//! Geographic location value object

use serde::{Deserialize, Serialize};
use std::fmt;

use crate::errors::DomainError;

/// Mean Earth radius in meters (IUGG)
const EARTH_RADIUS_M: f64 = 6_371_008.8;

/// A geographic location with latitude and longitude in decimal degrees
#[derive(Debug, Clone, Copy, PartialEq, Serialize, Deserialize)]
pub struct GeoLocation {
    /// Latitude in degrees (-90 to 90)
    latitude: f64,
    /// Longitude in degrees (-180 to 180)
    longitude: f64,
}

impl GeoLocation {
    /// Create a new location with validation
    ///
    /// # Errors
    ///
    /// Returns `DomainError::InvalidCoordinates` if latitude is not in [-90, 90]
    /// or longitude is not in [-180, 180] (NaN is rejected as well).
    pub fn new(latitude: f64, longitude: f64) -> Result<Self, DomainError> {
        if !(-90.0..=90.0).contains(&latitude) || !(-180.0..=180.0).contains(&longitude) {
            return Err(DomainError::InvalidCoordinates(format!(
                "{latitude}, {longitude}"
            )));
        }
        Ok(Self {
            latitude,
            longitude,
        })
    }

    /// Parse a location from decimal-degree text, as carried by the KMB payloads
    ///
    /// # Errors
    ///
    /// Returns `DomainError::UnparsableCoordinate` if either value is not a number,
    /// or `DomainError::InvalidCoordinates` if it is out of range.
    pub fn parse(latitude: &str, longitude: &str) -> Result<Self, DomainError> {
        let lat = parse_coordinate("latitude", latitude)?;
        let lon = parse_coordinate("longitude", longitude)?;
        Self::new(lat, lon)
    }

    /// Create a location without validation (for trusted constants)
    #[must_use]
    pub const fn new_unchecked(latitude: f64, longitude: f64) -> Self {
        Self {
            latitude,
            longitude,
        }
    }

    /// Get the latitude
    #[must_use]
    pub const fn latitude(&self) -> f64 {
        self.latitude
    }

    /// Get the longitude
    #[must_use]
    pub const fn longitude(&self) -> f64 {
        self.longitude
    }

    /// Great-circle distance to another location in meters
    ///
    /// Uses the Haversine formula. This is the metric used to rank weather
    /// stations; stop proximity uses [`GeoLocation::chebyshev_degrees`] instead.
    #[must_use]
    pub fn distance_meters(&self, other: &Self) -> f64 {
        let lat1_rad = self.latitude.to_radians();
        let lat2_rad = other.latitude.to_radians();
        let delta_lat = (other.latitude - self.latitude).to_radians();
        let delta_lon = (other.longitude - self.longitude).to_radians();

        let a = (lat1_rad.cos() * lat2_rad.cos()).mul_add(
            (delta_lon / 2.0).sin().powi(2),
            (delta_lat / 2.0).sin().powi(2),
        );
        let c = 2.0 * a.sqrt().asin();

        EARTH_RADIUS_M * c
    }

    /// Largest per-axis difference to another location, in decimal degrees
    ///
    /// This is the L∞ metric behind the stop box filter: a stop is "within
    /// radius r" when both coordinate deltas are at most r.
    #[must_use]
    pub fn chebyshev_degrees(&self, other: &Self) -> f64 {
        (self.latitude - other.latitude)
            .abs()
            .max((self.longitude - other.longitude).abs())
    }

    /// Whether `other` lies inside the axis-aligned box of half-width `radius` degrees
    #[must_use]
    pub fn within_box(&self, other: &Self, radius: f64) -> bool {
        (self.latitude - other.latitude).abs() <= radius
            && (self.longitude - other.longitude).abs() <= radius
    }
}

fn parse_coordinate(field: &'static str, value: &str) -> Result<f64, DomainError> {
    value
        .trim()
        .parse::<f64>()
        .map_err(|_| DomainError::UnparsableCoordinate {
            field,
            value: value.to_string(),
        })
}

impl fmt::Display for GeoLocation {
    fn fmt(&self, f: &mut fmt::Formatter<'_>) -> fmt::Result {
        write!(f, "{:.6}, {:.6}", self.latitude, self.longitude)
    }
}

/// Well-known Hong Kong locations
impl GeoLocation {
    /// Tsim Sha Tsui, Kowloon
    #[must_use]
    pub const fn tsim_sha_tsui() -> Self {
        Self::new_unchecked(22.2976, 114.1722)
    }

    /// Central, Hong Kong Island
    #[must_use]
    pub const fn central() -> Self {
        Self::new_unchecked(22.2819, 114.1582)
    }

    /// Sha Tin, New Territories
    #[must_use]
    pub const fn sha_tin() -> Self {
        Self::new_unchecked(22.3817, 114.1886)
    }
}

#[cfg(test)]
mod tests {
    use super::*;

    #[test]
    fn test_valid_coordinates() {
        let loc = GeoLocation::new(22.3, 114.17).expect("valid coordinates");
        assert!((loc.latitude() - 22.3).abs() < f64::EPSILON);
        assert!((loc.longitude() - 114.17).abs() < f64::EPSILON);
    }

    #[test]
    fn test_boundary_coordinates() {
        assert!(GeoLocation::new(90.0, 180.0).is_ok());
        assert!(GeoLocation::new(-90.0, -180.0).is_ok());
        assert!(GeoLocation::new(0.0, 0.0).is_ok());
    }

    #[test]
    fn test_invalid_coordinates() {
        assert!(GeoLocation::new(91.0, 0.0).is_err());
        assert!(GeoLocation::new(0.0, -181.0).is_err());
        assert!(GeoLocation::new(f64::NAN, 0.0).is_err());
    }

    #[test]
    fn test_parse_text_coordinates() {
        let loc = GeoLocation::parse("22.345415", " 114.192640 ").expect("valid text");
        assert!((loc.latitude() - 22.345_415).abs() < 1e-9);
        assert!((loc.longitude() - 114.192_64).abs() < 1e-9);
    }

    #[test]
    fn test_parse_rejects_garbage() {
        let err = GeoLocation::parse("", "114.1").unwrap_err();
        assert!(matches!(
            err,
            DomainError::UnparsableCoordinate {
                field: "latitude",
                ..
            }
        ));
        assert!(GeoLocation::parse("22.3", "east").is_err());
        assert!(GeoLocation::parse("222.3", "114.1").is_err());
    }

    #[test]
    fn test_display() {
        let loc = GeoLocation::new(22.3, 114.17).expect("valid");
        assert_eq!(loc.to_string(), "22.300000, 114.170000");
    }

    #[test]
    fn test_distance_same_location() {
        let loc = GeoLocation::central();
        assert!(loc.distance_meters(&loc).abs() < 0.001);
    }

    #[test]
    fn test_distance_central_to_tsim_sha_tsui() {
        let d = GeoLocation::central().distance_meters(&GeoLocation::tsim_sha_tsui());
        // Roughly 2.2 km across the harbour
        assert!((d - 2_200.0).abs() < 200.0, "got {d}");
    }

    #[test]
    fn test_chebyshev_uses_largest_axis() {
        let a = GeoLocation::new_unchecked(22.0, 114.0);
        let b = GeoLocation::new_unchecked(22.001, 114.004);
        assert!((a.chebyshev_degrees(&b) - 0.004).abs() < 1e-12);
    }

    #[test]
    fn test_within_box_is_inclusive() {
        let a = GeoLocation::new_unchecked(22.0, 114.0);
        let edge = GeoLocation::new_unchecked(22.0, 114.5);
        assert!(a.within_box(&edge, 0.5));
        assert!(!a.within_box(&edge, 0.499));
    }

    #[test]
    fn test_serialization() {
        let loc = GeoLocation::new(22.3, 114.17).expect("valid");
        let json = serde_json::to_string(&loc).expect("serialize");
        assert_eq!(json, r#"{"latitude":22.3,"longitude":114.17}"#);
    }
}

* Aim of the exercise
Repeat the whole listing verbatim.

* Answer for this exercise
//! Geographic location value object

use serde::{Deserialize, Serialize};
use std::fmt;

use crate::errors::DomainError;

/// Mean Earth radius in meters (IUGG)
const EARTH_RADIUS_M: f64 = 6_371_008.8;

/// A geographic location with latitude and longitude in decimal degrees
#[derive(Debug, Clone, Copy, PartialEq, Serialize, Deserialize)]
pub struct GeoLocation {
    /// Latitude in degrees (-90 to 90)
    latitude: f64,
    /// Longitude in degrees (-180 to 180)
    longitude: f64,
}

impl GeoLocation {
    /// Create a new location with validation
    ///
    /// # Errors
    ///
    /// Returns `DomainError::InvalidCoordinates` if latitude is not in [-90, 90]
    /// or longitude is not in [-180, 180] (NaN is rejected as well).
    pub fn new(latitude: f64, longitude: f64) -> Result<Self, DomainError> {
        if !(-90.0..=90.0).contains(&latitude) || !(-180.0..=180.0).contains(&longitude) {
            return Err(DomainError::InvalidCoordinates(format!(
                "{latitude}, {longitude}"
            )));
        }
        Ok(Self {
            latitude,
            longitude,
        })
    }

    /// Parse a location from decimal-degree text, as carried by the KMB payloads
    ///
    /// # Errors
    ///
    /// Returns `DomainError::UnparsableCoordinate` if either value is not a number,
    /// or `DomainError::InvalidCoordinates` if it is out of range.
    pub fn parse(latitude: &str, longitude: &str) -> Result<Self, DomainError> {
        let lat = parse_coordinate("latitude", latitude)?;
        let lon = parse_coordinate("longitude", longitude)?;
        Self::new(lat, lon)
    }

    /// Create a location without validation (for trusted constants)
    #[must_use]
    pub const fn new_unchecked(latitude: f64, longitude: f64) -> Self {
        Self {
            latitude,
            longitude,
        }
    }

    /// Get the latitude
    #[must_use]
    pub const fn latitude(&self) -> f64 {
        self.latitude
    }

    /// Get the longitude
    #[must_use]
    pub const fn longitude(&self) -> f64 {
        self.longitude
    }

    /// Great-circle distance to another location in meters
    ///
    /// Uses the Haversine formula. This is the metric used to rank weather
    /// stations; stop proximity uses [`GeoLocation::chebyshev_degrees`] instead.
    #[must_use]
    pub fn distance_meters(&self, other: &Self) -> f64 {
        let lat1_rad = self.latitude.to_radians();
        let lat2_rad = other.latitude.to_radians();
        let delta_lat = (other.latitude - self.latitude).to_radians();
        let delta_lon = (other.longitude - self.longitude).to_radians();

        let a = (lat1_rad.cos() * lat2_rad.cos()).mul_add(
            (delta_lon / 2.0).sin().powi(2),
            (delta_lat / 2.0).sin().powi(2),
        );
        let c = 2.0 * a.sqrt().asin();

        EARTH_RADIUS_M * c
    }

    /// Largest per-axis difference to another location, in decimal degrees
    ///
    /// This is the L∞ metric behind the stop box filter: a stop is "within
    /// radius r" when both coordinate deltas are at most r.
    #[must_use]
    pub fn chebyshev_degrees(&self, other: &Self) -> f64 {
        (self.latitude - other.latitude)
            .abs()
            .max((self.longitude - other.longitude).abs())
    }

    /// Whether `other` lies inside the axis-aligned box of half-width `radius` degrees
    #[must_use]
    pub fn within_box(&self, other: &Self, radius: f64) -> bool {
        (self.latitude - other.latitude).abs() <= radius
            && (self.longitude - other.longitude).abs() <= radius
    }
}

fn parse_coordinate(field: &'static str, value: &str) -> Result<f64, DomainError> {
    value
        .trim()
        .parse::<f64>()
        .map_err(|_| DomainError::UnparsableCoordinate {
            field,
            value: value.to_string(),
        })
}

impl fmt::Display for GeoLocation {
    fn fmt(&self, f: &mut fmt::Formatter<'_>) -> fmt::Result {
        write!(f, "{:.6}, {:.6}", self.latitude, self.longitude)
    }
}

/// Well-known Hong Kong locations
impl GeoLocation {
    /// Tsim Sha Tsui, Kowloon
    #[must_use]
    pub const fn tsim_sha_tsui() -> Self {
        Self::new_unchecked(22.2976, 114.1722)
    }

    /// Central, Hong Kong Island
    #[must_use]
    pub const fn central() -> Self {
        Self::new_unchecked(22.2819, 114.1582)
    }

    /// Sha Tin, New Territories
    #[must_use]
    pub const fn sha_tin() -> Self {
        Self::new_unchecked(22.3817, 114.1886)
    }
}

#[cfg(test)]
mod tests {
    use super::*;

    #[test]
    fn test_valid_coordinates() {
        let loc = GeoLocation::new(22.3, 114.17).expect("valid coordinates");
        assert!((loc.latitude() - 22.3).abs() < f64::EPSILON);
        assert!((loc.longitude() - 114.17).abs() < f64::EPSILON);
    }

    #[test]
    fn test_boundary_coordinates() {
        assert!(GeoLocation::new(90.0, 180.0).is_ok());
        assert!(GeoLocation::new(-90.0, -180.0).is_ok());
        assert!(GeoLocation::new(0.0, 0.0).is_ok());
    }

    #[test]
    fn test_invalid_coordinates() {
        assert!(GeoLocation::new(91.0, 0.0).is_err());
        assert!(GeoLocation::new(0.0, -181.0).is_err());
        assert!(GeoLocation::new(f64::NAN, 0.0).is_err());
    }

    #[test]
    fn test_parse_text_coordinates() {
        let loc = GeoLocation::parse("22.345415", " 114.192640 ").expect("valid text");
        assert!((loc.latitude() - 22.345_415).abs() < 1e-9);
        assert!((loc.longitude() - 114.192_64).abs() < 1e-9);
    }

    #[test]
    fn test_parse_rejects_garbage() {
        let err = GeoLocation::parse("", "114.1").unwrap_err();
        assert!(matches!(
            err,
            DomainError::UnparsableCoordinate {
                field: "latitude",
                ..
            }
        ));
        assert!(GeoLocation::parse("22.3", "east").is_err());
        assert!(GeoLocation::parse("222.3", "114.1").is_err());
    }

    #[test]
    fn test_display() {
        let loc = GeoLocation::new(22.3, 114.17).expect("valid");
        assert_eq!(loc.to_string(), "22.300000, 114.170000");
    }

    #[test]
    fn test_distance_same_location() {
        let loc = GeoLocation::central();
        assert!(loc.distance_meters(&loc).abs() < 0.001);
    }

    #[test]
    fn test_distance_central_to_tsim_sha_tsui() {
        let d = GeoLocation::central().distance_meters(&GeoLocation::tsim_sha_tsui());
        // Roughly 2.2 km across the harbour
        assert!((d - 2_200.0).abs() < 200.0, "got {d}");
    }

    #[test]
    fn test_chebyshev_uses_largest_axis() {
        let a = GeoLocation::new_unchecked(22.0, 114.0);
        let b = GeoLocation::new_unchecked(22.001, 114.004);
        assert!((a.chebyshev_degrees(&b) - 0.004).abs() < 1e-12);
    }

    #[test]
    fn test_within_box_is_inclusive() {
        let a = GeoLocation::new_unchecked(22.0, 114.0);
        let edge = GeoLocation::new_unchecked(22.0, 114.5);
        assert!(a.within_box(&edge, 0.5));
        assert!(!a.within_box(&edge, 0.499));
    }

    #[test]
    fn test_serialization() {
        let loc = GeoLocation::new(22.3, 114.17).expect("valid");
        let json = serde_json::to_string(&loc).expect("serialize");
        assert_eq!(json, r#"{"latitude":22.3,"longitude":114.17}"#);
    }
}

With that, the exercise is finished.